On dit qu'au fond d'une urne habite l'espérance…



Lanie frappa à la porte du loft de Richard Castle, même si elle ne s'attendait pas à une réponse, elle savait qu'elle devait essayer. Soudain la porte s'ouvrit la faisant sursauter.

Lanie : Madame Rodgers ?

Martha : Je viens vérifier trois fois par semaine que mon fils n'est pas… Et vous docteur Parish ?

Lanie : C'est au sujet de Kate… Vous croyez que…

Martha : Essayez.

Le docteur Parish regarda dans l'appartement, tout était sombre, en désordre, comme si plus personne ne prenait soin des lieux. Martha Rodgers avait baissé les bras depuis longtemps et avait quitté la demeure familiale, ne supportant plus le chagrin de son fils et son autodestruction.

Lanie : Vous tenez le choc ?

Martha : Et Kate ?

Lanie fit non de la tête avant d'entrer dans l'appartement.

Martha : Il est dans son bureau. Autant de vies brisées pour un simple braquage…

Le souvenir dévasta de nouveau le cœur des deux femmes, six mois auparavant, Kate était venue voir Lanie, nerveuse, incapable de prendre une décision. Castle lui avait proposé quelques heures avant, une sortie « en famille » avec Alexis, et la jeune policière n'avait pas su lui répondre, comme à son habitude, l'écrivain lui avait laissé le temps de la réflexion. Ils avaient beau se fréquenter que depuis quelques semaines à peine, Richard Castle la connaissait par cœur pour l'avoir observé des heures durant.
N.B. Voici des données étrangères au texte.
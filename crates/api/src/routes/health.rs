use axum::{routing::get, Json, Router};
use serde::Serialize;

use crate::state::AppState;

/// Health check response payload.
#[derive(Serialize)]
pub struct HealthResponse {
    /// Overall service status.
    pub status: &'static str,
    /// Crate version from Cargo.toml.
    pub version: &'static str,
}

/// GET /health -- returns service status.
///
/// The gateway holds no connections of its own; upstream reachability is
/// observed per request, not probed here.
async fn health_check() -> Json<HealthResponse> {
    Json(HealthResponse {
        status: "ok",
        version: env!("CARGO_PKG_VERSION"),
    })
}

/// Mount health check routes (root-level, next to `/graphql`).
pub fn router() -> Router<AppState> {
    Router::new().route("/health", get(health_check))
}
Le soir venu, le couple et Alexis avaient passé la soirée au théâtre après avoir dîné au restaurant. Mais à la sortie de la pièce, les choses s'étaient mal passées, un groupe de jeunes délinquants plutôt violents les avaient attaqués. Kate avait tout fait pour défendre au mieux les gens qu'elle aimait, mais un coup de feu était parti, et pendant qu'un des hommes brisait un bras et les deux jambes de Kate, le corps de la petite rousse s'était effondré sur le sol. Retenu, par deux hommes, Castle s'était débattu, criant, hurlant comme un dément, sous le rire sadique des jeunes gens. La police arrivant, les hommes avaient pris la fuite, laissant un Castle tenir contre lui les corps des deux femmes de sa vie, pleurant, complètement anéanti face à ce cœur qui ne battait plus et l'autre qui battait faiblement. Après ça, Kate avait passé quatre mois à l'hôpital et encore aujourd'hui elle ne se déplaçait qu'avec une canne. Lanie, revenant à la réalité du moment, fut soudainement hésitante, mais elle marcha vers le bureau pendant que la mère de Castle quittait l'appartement.

Lanie : Richard…

Et elle le découvrit, assis dans la pénombre, les traits tirés et le regard vide, il avait pas mal maigrit et semblait maladif.

Lanie : Richard, est ce que Kate est venu ici ?

Castle : Qui ?

Lanie : Kate Beckett. Ta partenaire, ta compagne. Tu te souviens ?

Castle : Kate…

Il semblait sortir des limbes, cherchant à revenir à la réalité, à remettre son cerveau en marche.

Lanie : Kate a disparu depuis hier, elle a quitté mon appartement et n'est toujours pas revenue.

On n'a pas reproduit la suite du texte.